### Required work
Only the line containing "pub mod louvain;" and those after it, up to the end of the records below, are to be set down, exactly as written.

== The input ==

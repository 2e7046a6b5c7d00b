//! Scripted extraction results for graph and pipeline tests.

use anyhow::Result;
use async_trait::async_trait;

use crate::schema::RelationTriple;
use crate::{EntityExtractor, RelationExtractor};

/// Returns pre-arranged extraction results keyed by substring match on the
/// chunk text. Chunks matching no script produce nothing, which mirrors a
/// model finding no entities.
#[derive(Default)]
pub struct ScriptedExtractor {
    scripts: Vec<Script>,
}

struct Script {
    needle: String,
    entities: Vec<String>,
    relations: Vec<RelationTriple>,
}

impl ScriptedExtractor {
    pub fn new() -> Self {
        Self::default()
    }

    pub fn on(
        mut self,
        needle: &str,
        entities: &[&str],
        relations: &[(&str, &str, &str)],
    ) -> Self {
        self.scripts.push(Script {
            needle: needle.to_string(),
            entities: entities.iter().map(|e| e.to_string()).collect(),
            relations: relations
                .iter()
                .map(|(s, t, r)| RelationTriple::new(*s, *t, *r))
                .collect(),
        });
        self
    }

    fn lookup(&self, text: &str) -> Option<&Script> {
        self.scripts.iter().find(|s| text.contains(&s.needle))
    }
}

#[async_trait]
impl EntityExtractor for ScriptedExtractor {
    async fn extract_entities(&self, text: &str) -> Result<Vec<String>> {
        Ok(self
            .lookup(text)
            .map(|s| s.entities.clone())
            .unwrap_or_default())
    }
}

#[async_trait]
impl RelationExtractor for ScriptedExtractor {
    async fn extract_relations(
        &self,
        text: &str,
        _entities: &[String],
    ) -> Result<Vec<RelationTriple>> {
        Ok(self
            .lookup(text)
            .map(|s| s.relations.clone())
            .unwrap_or_default())
    }
}
pub mod louvain;
pub mod partition;
pub mod summarizer;

pub use louvain::{LouvainConfig, LouvainDetector};
pub use partition::Partition;
pub use summarizer::{CommunitySummarizer, CommunitySummary};
/// Cosine similarity between two embeddings. Returns 0.0 if either vector
/// has zero magnitude, so degenerate embeddings never rank above anything.
pub fn cosine_similarity(a: &[f32], b: &[f32]) -> f32 {
    let dot: f32 = a.iter().zip(b.iter()).map(|(x, y)| x * y).sum();
    let mag_a: f32 = a.iter().map(|x| x * x).sum::<f32>().sqrt();
    let mag_b: f32 = b.iter().map(|x| x * x).sum::<f32>().sqrt();

    if mag_a == 0.0 || mag_b == 0.0 {
        0.0
    } else {
        dot / (mag_a * mag_b)
    }
}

===

### Response
pub mod louvain;
pub mod partition;
pub mod summarizer;

pub use louvain::{LouvainConfig, LouvainDetector};
pub use partition::Partition;
pub use summarizer::{CommunitySummarizer, CommunitySummary};
/// Cosine similarity between two embeddings. Returns 0.0 if either vector
/// has zero magnitude, so degenerate embeddings never rank above anything.
pub fn cosine_similarity(a: &[f32], b: &[f32]) -> f32 {
    let dot: f32 = a.iter().zip(b.iter()).map(|(x, y)| x * y).sum();
    let mag_a: f32 = a.iter().map(|x| x * x).sum::<f32>().sqrt();
    let mag_b: f32 = b.iter().map(|x| x * x).sum::<f32>().sqrt();

    if mag_a == 0.0 || mag_b == 0.0 {
        0.0
    } else {
        dot / (mag_a * mag_b)
    }
}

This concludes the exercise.